The International Road Traffic and Accident Database (IRTAD) is an initiative that compiles and analyzes international road crash data. Managed by the International Transport Forum (ITF) through its permanent working group focused on road safety, known as the IRTAD Group, the database aims to furnish an empirical foundation for international comparisons and to inform road safety policy-making.[1]

Data Availability

A portion of the data gathered by IRTAD is freely accessible through the OECD statistics website. The remaining data requires a subscription for access. As of the most recent update, the database contains validated data from 37 countries, including but not limited to Argentina, Australia, the United States, and the United Kingdom.

History

The IRTAD database was originally started in 1988 in Germany's Federal Institution for Roads (BASt) in response to demands for international comparative data. It was later taken over and expanded by the International Transport Forum and has grown to be an important resource for comparing road safety metrics between countries worldwide, although mostly in the developed world. Every year, the ITF publishes comparative and country-by-country road safety data gathered for the IRTAD database and analysed by the IRTAD Group in the ITF Road Safety Annual Report, informally known as "IRTAD Report".

Over the years, the IRTAD acronym has come to stand not only for the database, but also for the Traffic Safety Data and Analysis Group (usually referred to as IRTAD Group). The IRTAD Group is the International Transport Forum's permanent working group on road safety. It consists of a group of international road safety experts drawn from national road administrations, road safety research institutes, International Organisations, automobile associations, insurance companies, car manufacturers and other road safety stakeholders. The IRTAD Group is a major forum for international road safety collaboration and exchange of best practices. Its focus is on improving road safety data as a basis for targeting interventions that are effective in reducing the number of road deaths and serious traffic injuries.

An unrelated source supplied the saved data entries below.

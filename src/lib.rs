use std::error::Error;

pub mod api;
pub mod articles;
pub mod assets;
pub mod config;
pub mod error;
pub mod frontmatter;
pub mod github;
pub mod handler;
pub mod media;
pub mod posts;
pub mod validate;

pub fn unpack_error(err: &(dyn Error)) -> String {
    let mut parts = Vec::new();
    parts.push(err.to_string());
    let mut current = err.source();
    while let Some(source) = current {
        parts.push(source.to_string());
        current = source.source();
    }
    parts.join(": ")
}

/// Public URL of a file on the raw content host for the given branch.
pub fn raw_content_url(owner: &str, repo: &str, branch: &str, path: &str) -> String {
    let encoded = path
        .split('/')
        .map(|segment| urlencoding::encode(segment).into_owned())
        .collect::<Vec<_>>()
        .join("/");
    format!(
        "https://raw.githubusercontent.com/{}/{}/{}/{}",
        owner, repo, branch, encoded
    )
}

#[cfg(test)]
mod tests {
    use super::*;

    #[test]
    fn raw_content_url_encodes_path_segments() {
        assert_eq!(
            raw_content_url("acme", "site", "main", "content/media/summer shot.png"),
            "https://raw.githubusercontent.com/acme/site/main/content/media/summer%20shot.png"
        );
    }
}
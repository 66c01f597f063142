//! Field validation shared by the article and post pipelines, plus the
//! image checks run before an upload is accepted.

pub const MAX_TITLE_LEN: usize = 200;
pub const MAX_TAGS: usize = 10;

pub fn validate_title(title: &str, errors: &mut Vec<String>) {
    let trimmed = title.trim();
    if trimmed.is_empty() {
        errors.push("title: must not be empty".to_string());
        return;
    }
    if trimmed.chars().count() > MAX_TITLE_LEN {
        errors.push(format!("title: must be at most {} characters", MAX_TITLE_LEN));
    }
    if trimmed.chars().all(|c| c.is_ascii_digit()) {
        errors.push("title: must not be numeric-only".to_string());
    }
}

fn is_valid_tag(tag: &str) -> bool {
    !tag.is_empty()
        && tag
            .chars()
            .all(|c| c.is_ascii_alphanumeric() || c == '_' || c == '-')
}

pub fn validate_tags(tags: &[String], errors: &mut Vec<String>) {
    if tags.len() > MAX_TAGS {
        errors.push(format!("tags: at most {} tags allowed", MAX_TAGS));
    }
    for tag in tags {
        if !is_valid_tag(tag) {
            errors.push(format!(
                "tags: '{}' must match [a-zA-Z0-9_-]+",
                tag
            ));
        }
    }
}

pub fn validate_cover_image(url: &str, errors: &mut Vec<String>) {
    if !url.starts_with("https://") {
        errors.push("cover_image: must be an https:// url".to_string());
    }
}

/// Derives a url-safe slug from a title. Runs of non-alphanumeric characters
/// collapse into a single hyphen.
pub fn slugify(title: &str) -> String {
    let mut slug = String::with_capacity(title.len());
    let mut last_was_hyphen = true;
    for c in title.chars() {
        if c.is_ascii_alphanumeric() {
            slug.push(c.to_ascii_lowercase());
            last_was_hyphen = false;
        } else if !last_was_hyphen {
            slug.push('-');
            last_was_hyphen = true;
        }
    }
    while slug.ends_with('-') {
        slug.pop();
    }
    slug
}

/// True when `slug` is something [`slugify`] could have produced. Route
/// params are checked against this before they are spliced into a
/// repository path, so `..` or `/` never reach the contents API.
pub fn is_valid_slug(slug: &str) -> bool {
    !slug.is_empty()
        && slug
            .chars()
            .all(|c| c.is_ascii_lowercase() || c.is_ascii_digit() || c == '-')
}

/// Strips any path components from a client-supplied filename.
pub fn sanitize_filename(name: &str) -> String {
    let base = name.rsplit(['/', '\\']).next().unwrap_or(name);
    base.chars()
        .map(|c| {
            if c.is_ascii_alphanumeric() || matches!(c, '.' | '-' | '_') {
                c
            } else {
                '_'
            }
        })
        .collect()
}

pub const ALLOWED_IMAGE_TYPES: &[&str] = &["image/png", "image/jpeg", "image/gif", "image/webp"];

pub fn is_allowed_image_type(content_type: &str) -> bool {
    ALLOWED_IMAGE_TYPES.contains(&content_type)
}

/// Checks that the leading bytes carry the signature of the declared type.
/// Unknown declared types never match.
pub fn magic_bytes_match(content_type: &str, data: &[u8]) -> bool {
    match content_type {
        "image/png" => data.starts_with(&[0x89, 0x50, 0x4E, 0x47, 0x0D, 0x0A, 0x1A, 0x0A]),
        "image/jpeg" => data.starts_with(&[0xFF, 0xD8, 0xFF]),
        "image/gif" => data.starts_with(b"GIF87a") || data.starts_with(b"GIF89a"),
        "image/webp" => data.len() >= 12 && &data[0..4] == b"RIFF" && &data[8..12] == b"WEBP",
        _ => false,
    }
}

#[cfg(test)]
mod tests {
    use super::*;

    fn title_errors(title: &str) -> Vec<String> {
        let mut errors = Vec::new();
        validate_title(title, &mut errors);
        errors
    }

    #[test]
    fn rejects_empty_and_whitespace_titles() {
        assert!(!title_errors("").is_empty());
        assert!(!title_errors("   ").is_empty());
    }

    #[test]
    fn rejects_overlong_titles() {
        let long = "a".repeat(MAX_TITLE_LEN + 1);
        assert!(!title_errors(&long).is_empty());
        let fits = "a".repeat(MAX_TITLE_LEN);
        assert!(title_errors(&fits).is_empty());
    }

    #[test]
    fn rejects_numeric_only_titles_even_padded() {
        assert!(!title_errors("12345").is_empty());
        assert!(!title_errors("  12345  ").is_empty());
        assert!(title_errors("1984 revisited").is_empty());
    }

    #[test]
    fn rejects_bad_tags_and_caps_count() {
        let mut errors = Vec::new();
        validate_tags(&["ok-tag_1".to_string(), "bad tag".to_string()], &mut errors);
        assert_eq!(errors.len(), 1);

        let mut errors = Vec::new();
        let many: Vec<String> = (0..11).map(|i| format!("t{}", i)).collect();
        validate_tags(&many, &mut errors);
        assert_eq!(errors.len(), 1);
    }

    #[test]
    fn rejects_non_https_cover() {
        let mut errors = Vec::new();
        validate_cover_image("http://cdn.example.com/x.png", &mut errors);
        assert_eq!(errors.len(), 1);

        let mut errors = Vec::new();
        validate_cover_image("https://cdn.example.com/x.png", &mut errors);
        assert!(errors.is_empty());
    }

    #[test]
    fn slugifies_titles() {
        assert_eq!(slugify("Hello, World!"), "hello-world");
        assert_eq!(slugify("  Rust & Friends  "), "rust-friends");
        assert_eq!(slugify("already-a-slug"), "already-a-slug");
    }

    #[test]
    fn slug_charset_is_enforced() {
        assert!(is_valid_slug("hello-world"));
        assert!(is_valid_slug("a1"));
        assert!(!is_valid_slug(""));
        assert!(!is_valid_slug("../../etc/passwd"));
        assert!(!is_valid_slug("a/b"));
        assert!(!is_valid_slug("Hello"));
        assert!(!is_valid_slug("a b"));
        assert!(is_valid_slug(&slugify("Hello, World!")));
    }

    #[test]
    fn sanitizes_filenames() {
        assert_eq!(sanitize_filename("../../etc/passwd"), "passwd");
        assert_eq!(sanitize_filename("photo (1).png"), "photo__1_.png");
        assert_eq!(sanitize_filename("C:\\temp\\shot.jpg"), "shot.jpg");
    }

    #[test]
    fn magic_bytes_must_match_declared_type() {
        let png = [0x89, 0x50, 0x4E, 0x47, 0x0D, 0x0A, 0x1A, 0x0A, 0x00];
        assert!(magic_bytes_match("image/png", &png));
        assert!(!magic_bytes_match("image/jpeg", &png));

        let jpeg = [0xFF, 0xD8, 0xFF, 0xE0];
        assert!(magic_bytes_match("image/jpeg", &jpeg));

        let webp = *b"RIFF\x10\x00\x00\x00WEBPVP8 ";
        assert!(magic_bytes_match("image/webp", &webp));
        assert!(!magic_bytes_match("image/webp", b"RIFFxxxxWAVE"));

        assert!(!magic_bytes_match("image/svg+xml", b"<svg/>"));
    }
}
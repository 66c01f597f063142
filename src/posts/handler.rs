//! HTTP handlers for the post API.

use axum::{
    Json,
    extract::{Path, Query, State},
    response::Response,
};

use super::{CreatePost, Posts, UpdatePost};
use crate::api::{self, PaginationParams};
use crate::handler::AppState;

fn store(state: &AppState) -> Posts<'_> {
    Posts::new(&state.github, &state.cfg.github.posts_dir)
}

pub async fn list_posts(
    State(state): State<AppState>,
    Query(params): Query<PaginationParams>,
) -> Response {
    match store(&state).list().await {
        Ok(summaries) => {
            let page: Vec<_> = summaries
                .into_iter()
                .skip(params.offset())
                .take(params.limit())
                .collect();
            api::success(page)
        }
        Err(e) => api::error_response("list posts", e),
    }
}

pub async fn get_post(State(state): State<AppState>, Path(slug): Path<String>) -> Response {
    match store(&state).get(&slug).await {
        Ok(post) => api::success(post),
        Err(e) => api::error_response("get post", e),
    }
}

pub async fn create_post(State(state): State<AppState>, Json(payload): Json<CreatePost>) -> Response {
    match store(&state).create(payload).await {
        Ok(post) => {
            tracing::info!("created post '{}'", post.slug);
            api::created(post)
        }
        Err(e) => api::error_response("create post", e),
    }
}

pub async fn update_post(
    State(state): State<AppState>,
    Path(slug): Path<String>,
    Json(payload): Json<UpdatePost>,
) -> Response {
    match store(&state).update(&slug, payload).await {
        Ok(post) => api::success(post),
        Err(e) => api::error_response("update post", e),
    }
}

pub async fn delete_post(State(state): State<AppState>, Path(slug): Path<String>) -> Response {
    match store(&state).delete(&slug).await {
        Ok(()) => {
            tracing::info!("deleted post '{}'", slug);
            api::no_content()
        }
        Err(e) => api::error_response("delete post", e),
    }
}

The work of IRTAD, among that of others, has spawned been the creation of road safety observatories for different world regions: the Ibero-American Road Safety Observatory (OISEVI), the African Road Safety Observatory and the South-East Asian Road Safety Observatory. The ITF supports OISEVI through the Spanish-language IRTAD-LAC database and is actively involved in the implementation of the African and South East-Asian observatories.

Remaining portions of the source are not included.